Home

Temukan Informasi Terkini dan Terpercaya di PojokKota.com: Menyajikan Berita dari Sudut Pandang yang Berbeda, Menyajikan Berita Terkini Tanpa Basa-basi! www.pojokkota.com

Meneroka Pilgub Jatim 2024 (11): Visi Misi Luluk-Lukman, Mana yang Menawan?

 

Oleh Hanif Kristianto (Analis Politik dan Media)


  Partai Kebangkitan Bangsa (PKB) ingin menunjukkan energi barunya. Kekuatan kadernya ditunjukkan untuk bisa berlaga di Pilgub Jatim 2024. Tak tanggung-tanggung, Luluk Nur Hamidah-Lukmanul Hakim berpasangan merebut hati rakyat garis bawah. Isu fundamental suara nahdliyin akan lebih dimasifkan oleh partai Cak Imin.


  Menelisik visi-misi Luluk Nur Hamidah-Lukmanul Hakim (Luman) menawarkan hal baru bagi Jawa Timur. Keyword mendunia ingin membawa Jawa Timur lebih berdaya. Berikut visi-misinya:


Visi


Jawa Timur sejahtera, berdaya saing, inklusif, berwawasan lingkungan, dan mendunia.


Misi


1. Meningkatkan kualitas sumber daya manusia yang lebih unggul dan pemenuhan kebutuhan sosial dasar.


2. Memperkuat ketahanan ekonomi untuk pertumbuhan yang inklusif dan berkualitas.


3. Pemerataan pembangunan melalui percepatan infrastruktur desa, pembangunan antar wilayah dan pelestarian lingkungan hidup serta resiliensi terhadap bencana.
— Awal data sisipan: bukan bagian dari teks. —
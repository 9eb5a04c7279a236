//! Statement builders for table definition and bulk loading
//!
//! Statements are assembled as text and validated while they are built, so
//! an invalid combination of layout hints is reported before anything is
//! sent to the warehouse.
//!
//! Grammar produced:
//!
//! ```text
//! DROP TABLE IF EXISTS <name>
//! CREATE TABLE <name> (<col> <type>, ...) [DISTSTYLE EVEN|ALL | DISTKEY(<col>)] [[INTERLEAVED] SORTKEY(<col>, ...)]
//! COPY <table> FROM '<uri>' DELIMITER '<c>' IGNOREHEADER 1 CSV QUOTE AS '<q>'
//!     DATEFORMAT '<fmt>' TIMEFORMAT '<fmt>' <auth> [REGION '<r>'] [SESSION_TOKEN '<t>'];
//! ```

use std::fmt;


use crate::error::{StageError, StageResult};
use crate::validator::normalize_name;

/// Placeholder written in place of secrets when a statement is logged
const REDACTED: &str = "<redacted>";

/// Quote a string as a SQL literal, doubling embedded single quotes
pub fn literal(value: &str) -> String {
    format!("'{}'", value.replace('\'', "''"))
}

/// Statement that removes any existing table of the given name
pub fn drop_table_sql(table_name: &str) -> String {
    format!("DROP TABLE IF EXISTS {}", table_name)
}

/// Physical layout hints requested by the caller
#[derive(Debug, Clone, Default, PartialEq, Eq)]
pub struct TableLayout {
    /// `even` or `all`; ignored when `dist_key` is set
    pub dist_style: Option<String>,
    pub dist_key: Option<String>,
    pub sort_keys: Vec<String>,
    pub interleaved: bool,
}

/// Row distribution style
#[derive(Debug, Clone, Copy, PartialEq, Eq)]
pub enum DistStyle {
    Even,
    All,
}

impl DistStyle {
    /// Parse a style name, ignoring case
    pub fn parse(style: &str) -> StageResult<Self> {
        match style.trim().to_lowercase().as_str() {
            "even" => Ok(DistStyle::Even),
            "all" => Ok(DistStyle::All),
            other => Err(StageError::Configuration(format!(
                "unsupported distribution style '{}' (expected 'even' or 'all')",
                other
            ))),
        }
    }
}

impl fmt::Display for DistStyle {
    fn fmt(&self, f: &mut fmt::Formatter<'_>) -> fmt::Result {
        match self {
            DistStyle::Even => f.write_str("EVEN"),
            DistStyle::All => f.write_str("ALL"),
        }
    }
}

/// How rows are spread across nodes; a key always wins over a style
#[derive(Debug, Clone, PartialEq, Eq)]
pub enum Distribution {
    Key(String),
    Style(DistStyle),
}

/// A validated CREATE TABLE statement
#[derive(Debug, Clone, PartialEq, Eq)]
pub struct CreateTable {
    name: String,
    columns: Vec<(String, String)>,
    distribution: Option<Distribution>,
    sort_keys: Vec<String>,
    interleaved: bool,
}

impl CreateTable {
    /// Build a table definition from column name/type pairs and layout hints
    ///
    /// Layout columns are normalized the same way column names are and must
    /// name one of `columns`.
    ///
    /// # Returns
    /// * `Err(Configuration)` for an empty table name, an empty column list,
    ///   an unknown distribution style, a layout column that does not exist,
    ///   or an interleaved sort key without sort columns
    pub fn new(name: &str, columns: Vec<(String, String)>, layout: &TableLayout) -> StageResult<Self> {
        if name.trim().is_empty() {
            return Err(StageError::Configuration("table name is empty".to_string()));
        }
        if columns.is_empty() {
            return Err(StageError::Configuration(format!(
                "table '{}' has no columns",
                name
            )));
        }

        let known = |key: &str| -> StageResult<String> {
            let key = normalize_name(key.trim());
            if columns.iter().any(|(column, _)| *column == key) {
                Ok(key)
            } else {
                Err(StageError::Configuration(format!(
                    "layout column '{}' is not a column of table '{}'",
                    key, name
                )))
            }
        };

        let dist_key = layout.dist_key.as_deref().filter(|k| !k.trim().is_empty());
        let dist_style = layout.dist_style.as_deref().filter(|s| !s.trim().is_empty());

        let distribution = match (dist_key, dist_style) {
            (Some(key), _) => Some(Distribution::Key(known(key)?)),
            (None, Some(style)) => Some(Distribution::Style(DistStyle::parse(style)?)),
            (None, None) => None,
        };

        let sort_keys = layout
            .sort_keys
            .iter()
            .filter(|k| !k.trim().is_empty())
            .map(|k| known(k.as_str()))
            .collect::<StageResult<Vec<_>>>()?;

        if layout.interleaved && sort_keys.is_empty() {
            return Err(StageError::Configuration(
                "an interleaved sort key needs at least one sort column".to_string(),
            ));
        }

        Ok(CreateTable {
            name: name.to_string(),
            columns,
            distribution,
            sort_keys,
            interleaved: layout.interleaved,
        })
    }

    pub fn name(&self) -> &str {
        &self.name
    }

    pub fn distribution(&self) -> Option<&Distribution> {
        self.distribution.as_ref()
    }

    /// Render the statement text
    pub fn to_sql(&self) -> String {
        let columns = self
            .columns
            .iter()
            .map(|(name, sql_type)| format!("{} {}", name, sql_type))
            .collect::<Vec<_>>()
            .join(", ");

        let mut sql = format!("CREATE TABLE {} ({})", self.name, columns);

        match &self.distribution {
            Some(Distribution::Key(key)) => sql.push_str(&format!(" DISTKEY({})", key)),
            Some(Distribution::Style(style)) => sql.push_str(&format!(" DISTSTYLE {}", style)),
            None => {}
        }

        if !self.sort_keys.is_empty() {
            if self.interleaved {
                sql.push_str(" INTERLEAVED");
            }
            sql.push_str(&format!(" SORTKEY({})", self.sort_keys.join(", ")));
        }

        sql
    }
}

/// Credentials the warehouse uses to read the staged object
#[derive(Clone, PartialEq, Eq)]
pub enum Authorization {
    AccessKey {
        access_key_id: String,
        secret_access_key: String,
        session_token: Option<String>,
    },
    IamRole(String),
}

// Keeps secrets out of debug output and logs
impl fmt::Debug for Authorization {
    fn fmt(&self, f: &mut fmt::Formatter<'_>) -> fmt::Result {
        match self {
            Authorization::AccessKey { access_key_id, session_token, .. } => f
                .debug_struct("AccessKey")
                .field("access_key_id", access_key_id)
                .field("secret_access_key", &REDACTED)
                .field("session_token", &session_token.as_ref().map(|_| REDACTED))
                .finish(),
            Authorization::IamRole(role) => f.debug_tuple("IamRole").field(role).finish(),
        }
    }
}

impl Authorization {
    /// Choose the authorization clause from the configured credentials
    ///
    /// Static keys take precedence over an assumed role. A key id without a
    /// secret, or no credentials at all, is a configuration error.
    pub fn from_credentials(
        access_key_id: Option<&str>,
        secret_access_key: Option<&str>,
        session_token: Option<&str>,
        iam_role: Option<&str>,
    ) -> StageResult<Self> {
        let non_empty = |v: Option<&str>| v.filter(|s| !s.is_empty()).map(str::to_string);

        match (non_empty(access_key_id), non_empty(secret_access_key)) {
            (Some(access_key_id), Some(secret_access_key)) => Ok(Authorization::AccessKey {
                access_key_id,
                secret_access_key,
                session_token: non_empty(session_token),
            }),
            (Some(_), None) | (None, Some(_)) => Err(StageError::Configuration(
                "access key id and secret access key must be given together".to_string(),
            )),
            (None, None) => non_empty(iam_role).map(Authorization::IamRole).ok_or_else(|| {
                StageError::Configuration(
                    "no credentials configured: set an access key pair or an IAM role".to_string(),
                )
            }),
        }
    }

    fn clause(&self, redact: bool) -> String {
        let secret = |value: &str| if redact { literal(REDACTED) } else { literal(value) };
        match self {
            Authorization::AccessKey {
                access_key_id,
                secret_access_key,
                ..
            } => format!(
                "ACCESS_KEY_ID {} SECRET_ACCESS_KEY {}",
                literal(access_key_id),
                secret(secret_access_key)
            ),
            Authorization::IamRole(role) => format!("IAM_ROLE {}", literal(role)),
        }
    }

    fn session_token(&self) -> Option<&str> {
        match self {
            Authorization::AccessKey { session_token, .. } => session_token.as_deref(),
            Authorization::IamRole(_) => None,
        }
    }
}

/// Format options for the bulk loader
#[derive(Debug, Clone, PartialEq, Eq)]
pub struct CopyFormat {
    pub delimiter: char,
    pub quote: char,
    pub date_format: String,
    pub time_format: String,
    pub region: Option<String>,
}

impl Default for CopyFormat {
    fn default() -> Self {
        CopyFormat {
            delimiter: ',',
            quote: '"',
            date_format: "auto".to_string(),
            time_format: "auto".to_string(),
            region: None,
        }
    }
}

/// A bulk-load statement reading one staged object into a table
#[derive(Debug, Clone)]
pub struct CopyStatement {
    pub table: String,
    pub source_uri: String,
    pub format: CopyFormat,
    pub authorization: Authorization,
}

impl CopyStatement {
    /// Statement text sent to the warehouse
    pub fn to_sql(&self) -> String {
        self.render(false)
    }

    /// Statement text with secrets replaced, for logging
    pub fn redacted(&self) -> String {
        self.render(true)
    }

    fn render(&self, redact: bool) -> String {
        let mut sql = format!(
            "COPY {} FROM {} DELIMITER {} IGNOREHEADER 1 CSV QUOTE AS {} DATEFORMAT {} TIMEFORMAT {} {}",
            self.table,
            literal(&self.source_uri),
            literal(&self.format.delimiter.to_string()),
            literal(&self.format.quote.to_string()),
            literal(&self.format.date_format),
            literal(&self.format.time_format),
            self.authorization.clause(redact),
        );

        if let Some(region) = self.format.region.as_deref().filter(|r| !r.is_empty()) {
            sql.push_str(&format!(" REGION {}", literal(region)));
        }

        if let Some(token) = self.authorization.session_token() {
            let token = if redact { REDACTED } else { token };
            sql.push_str(&format!(" SESSION_TOKEN {}", literal(token)));
        }

        sql.push(';');
        sql
    }
}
4. Memperkuat tata kelola pemerintahan daerah yang terbuka, partisipatif, akuntabel, bebas korupsi dalam mewujudkan pelayanan publik inovatif.


5. Mewujudkan masyarakat yang aman, berakhlak, inklusif, berkesetaraan gender dan harmonis.


  Gagasan baru ini sebagai daya tawar kepada calon pemilih di Jawa Timur. Lantas, seperti apa perwujudannya? Apakah betul-betul menawan sehingga ini menjadi jalan keluar?


Catatan Penting


  Sejahtera masih menjadi kata ulangan di setiap suksesi pemilihan. Ini menunjukkan jika kata ‘sejahtera’ kondisi ketidakidealan pada pemerintah sebelumnya. Kondisi di lapangan juga demikian dengan angka kemiskinan yang masih belum tuntas diberantas. Sejahtera sebenarnya kewajiban yang ditanggung oleh penguasa untuk mewujudkan kepada rakyatnya. Hal ini meliputi ketersediaan sandang, pangan, dan papan bagi rakyatnya. Jangan sampai ada berita duka dan sengsara dari rakyat yang dipimpin.


a) Sumber Daya Manusia 


  Sumber daya manusia (SDM) yang unggul tidak terlepas dari sistem pendidikan yang baik. Jawa Timur juga dikenal gudang pendidikan dari dasar hingga tinggi. Ketersediaan pendidikan tinggi khususnya belum bisa diakses oleh semua pihak. Di sisi lain, sistem pendidikan tidak bisa lepas dari kebijakan negara yang tertuang dalam UU dan aturan yang berlaku. Pemerintah daerah biasanya bermain pada pendidikan tingkat dasar dan atas. Ini pun masih terbatas pada pembiayaan. Sebaliknya, pendidikan tinggi pun hanya pemberian beasiswa kepada yang terpilih.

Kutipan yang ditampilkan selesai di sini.